Count how many lines of the material hold "primed". Respond with that number alone.

▼

//! Quadrature knob decoder.
//!
//! The knob's two phase lines A and B form a 2-bit Gray code
//! `(B << 1) | A`. One detent of clockwise rotation walks
//! `00 → 01 → 11 → 10 → 00`; counter-clockwise walks the other way.
//!
//! | previous | current | direction |
//! |----------|---------|-----------|
//! | 00 | 01 | +1 |
//! | 00 | 10 | −1 |
//! | 01 | 11 | +1 |
//! | 10 | 11 | −1 |
//! | 11 | 10 | +1 |
//! | 11 | 01 | −1 |
//!
//! `00 ↔ 11` means a sample was missed. The decoder then repeats the last
//! valid direction, which is right far more often than it is wrong.
//!
//! The decoded value lives in a [`KnobRotation`] cell: written only by the
//! scan task, read lock-free by the audio routine.

use core::sync::atomic::{AtomicU8, Ordering};

/// Upper bound of the rotation value (inclusive). The lower bound is 0.
pub const ROTATION_MAX: u8 = 8;

/// Lock-free rotation value shared between the scan task and the audio
/// routine.
///
/// Single writer ([`KnobDecoder`]), any number of readers. Readers may see
/// a value one scan period old.
pub struct KnobRotation(AtomicU8);

impl KnobRotation {
    /// Create a cell holding `initial`, clamped to `0..=ROTATION_MAX`.
    pub const fn new(initial: u8) -> Self {
        let value = if initial > ROTATION_MAX { ROTATION_MAX } else { initial };
        Self(AtomicU8::new(value))
    }

    /// Current rotation. Safe to call from interrupt context.
    pub fn load(&self) -> u8 {
        self.0.load(Ordering::Relaxed)
    }

    fn store(&self, value: u8) {
        self.0.store(value, Ordering::Relaxed);
    }
}

/// Rotation direction of one valid phase edge.
#[derive(Debug, Clone, Copy, PartialEq, Eq)]
#[cfg_attr(feature = "defmt", derive(defmt::Format))]
pub enum Direction {
    Clockwise,
    CounterClockwise,
}

impl Direction {
    /// Signed step: `+1` clockwise, `-1` counter-clockwise.
    pub fn delta(self) -> i8 {
        match self {
            Direction::Clockwise => 1,
            Direction::CounterClockwise => -1,
        }
    }
}

/// What a pair of phase codes means.
enum Transition {
    Step(Direction),
    Skip,
    Idle,
}

fn classify(previous: u8, current: u8) -> Transition {
    match (previous, current) {
        (0b00, 0b01) | (0b01, 0b11) | (0b11, 0b10) => Transition::Step(Direction::Clockwise),
        (0b00, 0b10) | (0b10, 0b11) | (0b11, 0b01) => Transition::Step(Direction::CounterClockwise),
        (0b00, 0b11) | (0b11, 0b00) => Transition::Skip,
        _ => Transition::Idle,
    }
}

/// State machine for one physical knob.
pub struct KnobDecoder<'a> {
    rotation: &'a KnobRotation,
    previous: u8,
    last_direction: Option<Direction>,
}

impl<'a> KnobDecoder<'a> {
    /// Create a decoder publishing into `rotation`.
    ///
    /// The previous phase code starts at `00` and no direction is known
    /// until the first valid edge.
    pub fn new(rotation: &'a KnobRotation) -> Self {
        Self {
            rotation,
            previous: 0b00,
            last_direction: None,
        }
    }

    /// Feed one sample of the two phase lines.
    ///
    /// Returns the direction that was applied, if any. The published
    /// rotation is clamped before this returns.
    ///
    /// # Examples
    ///
    /// ```
    /// use keynode::{KnobDecoder, KnobRotation, Direction};
    ///
    /// let rotation = KnobRotation::new(4);
    /// let mut knob = KnobDecoder::new(&rotation);
    /// assert_eq!(knob.update(true, false), Some(Direction::Clockwise)); // 00 -> 01
    /// assert_eq!(rotation.load(), 5);
    /// ```
    pub fn update(&mut self, a: bool, b: bool) -> Option<Direction> {
        let current = (u8::from(b) << 1) | u8::from(a);

        let applied = match classify(self.previous, current) {
            Transition::Step(direction) => {
                self.last_direction = Some(direction);
                Some(direction)
            }
            Transition::Skip => self.last_direction,
            Transition::Idle => None,
        };

        if let Some(direction) = applied {
            let next = i16::from(self.rotation.load()) + i16::from(direction.delta());
            self.publish(next);
        }

        self.previous = current;
        applied
    }

    /// Clamp the published rotation to `0..=ROTATION_MAX`.
    ///
    /// Saturates, never wraps. [`update`](Self::update) already calls this,
    /// so calling it again is a no-op.
    pub fn constrain_rotation(&self) {
        self.publish(i16::from(self.rotation.load()));
    }

    /// Current rotation value (lock-free).
    pub fn rotation(&self) -> u8 {
        self.rotation.load()
    }

    /// Direction of the most recent valid edge.
    pub fn last_direction(&self) -> Option<Direction> {
        self.last_direction
    }

    fn publish(&self, value: i16) {
        let clamped = value.clamp(0, i16::from(ROTATION_MAX)) as u8;
        self.rotation.store(clamped);
    }
}

#[cfg(test)]
mod tests {
    use super::*;

    fn levels(code: u8) -> (bool, bool) {
        (code & 0b01 != 0, code & 0b10 != 0)
    }

    /// Decoder primed so that `previous == code`, rotation in mid-range.
    fn primed(rotation: &KnobRotation, code: u8) -> KnobDecoder<'_> {
        let mut knob = KnobDecoder::new(rotation);
        knob.previous = code;
        knob
    }

    #[test]
    fn valid_edges_match_sign_table() {
        let table = [
            (0b00, 0b01, Direction::Clockwise),
            (0b00, 0b10, Direction::CounterClockwise),
            (0b01, 0b11, Direction::Clockwise),
            (0b10, 0b11, Direction::CounterClockwise),
            (0b11, 0b10, Direction::Clockwise),
            (0b11, 0b01, Direction::CounterClockwise),
        ];

        for (prev, cur, expected) in table {
            let rotation = KnobRotation::new(4);
            let mut knob = primed(&rotation, prev);
            let (a, b) = levels(cur);
            assert_eq!(knob.update(a, b), Some(expected), "{:02b} -> {:02b}", prev, cur);
            assert_eq!(knob.last_direction(), Some(expected));
            assert_eq!(rotation.load() as i8, 4 + expected.delta());
        }
    }

    #[test]
    fn skip_applies_previous_direction_and_keeps_it() {
        for (from, to) in [(0b00, 0b11), (0b11, 0b00)] {
            for dir in [Direction::Clockwise, Direction::CounterClockwise] {
                let rotation = KnobRotation::new(4);
                let mut knob = primed(&rotation, from);
                knob.last_direction = Some(dir);

                let (a, b) = levels(to);
                assert_eq!(knob.update(a, b), Some(dir));
                assert_eq!(knob.last_direction(), Some(dir));
                assert_eq!(rotation.load() as i8, 4 + dir.delta());
            }
        }
    }

    #[test]
    fn skip_before_any_valid_edge_is_ignored() {
        let rotation = KnobRotation::new(4);
        let mut knob = KnobDecoder::new(&rotation);
        assert_eq!(knob.update(true, true), None); // 00 -> 11
        assert_eq!(rotation.load(), 4);
        assert_eq!(knob.last_direction(), None);
    }

    #[test]
    fn unscored_transitions_leave_rotation_alone() {
        for (prev, cur) in [(0b00, 0b00), (0b01, 0b00), (0b10, 0b00), (0b01, 0b10), (0b10, 0b01)] {
            let rotation = KnobRotation::new(4);
            let mut knob = primed(&rotation, prev);
            let (a, b) = levels(cur);
            assert_eq!(knob.update(a, b), None);
            assert_eq!(rotation.load(), 4);
        }
    }

    #[test]
    fn full_clockwise_cycle_scores_three_steps() {
        let rotation = KnobRotation::new(0);
        let mut knob = KnobDecoder::new(&rotation);
        for code in [0b01, 0b11, 0b10, 0b00] {
            let (a, b) = levels(code);
            knob.update(a, b);
        }
        // 10 -> 00 is not in the scored subset.
        assert_eq!(rotation.load(), 3);
    }

    #[test]
    fn rotation_saturates_at_both_ends() {
        let rotation = KnobRotation::new(0);
        let mut knob = KnobDecoder::new(&rotation);

        // Spin clockwise for a long time.
        for _ in 0..50 {
            for code in [0b01, 0b11, 0b10, 0b00] {
                let (a, b) = levels(code);
                knob.update(a, b);
                assert!(rotation.load() <= ROTATION_MAX);
            }
        }
        assert_eq!(rotation.load(), ROTATION_MAX);

        // And back again.
        for _ in 0..50 {
            for code in [0b10, 0b11, 0b01, 0b00] {
                let (a, b) = levels(code);
                knob.update(a, b);
            }
        }
        assert_eq!(rotation.load(), 0);
    }

    #[test]
    fn rotation_stays_in_range_for_arbitrary_sequences() {
        // Deterministic pseudo-random walk over all codes.
        let rotation = KnobRotation::new(3);
        let mut knob = KnobDecoder::new(&rotation);
        let mut seed: u32 = 0x1234_5678;
        for _ in 0..10_000 {
            seed = seed.wrapping_mul(1_103_515_245).wrapping_add(12_345);
            let code = ((seed >> 16) & 0b11) as u8;
            let (a, b) = levels(code);
            knob.update(a, b);
            knob.constrain_rotation();
            assert!(knob.rotation() <= ROTATION_MAX);
        }
    }

    #[test]
    fn new_cell_clamps_initial_value() {
        assert_eq!(KnobRotation::new(200).load(), ROTATION_MAX);
    }
}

▲

» **RESULT**
5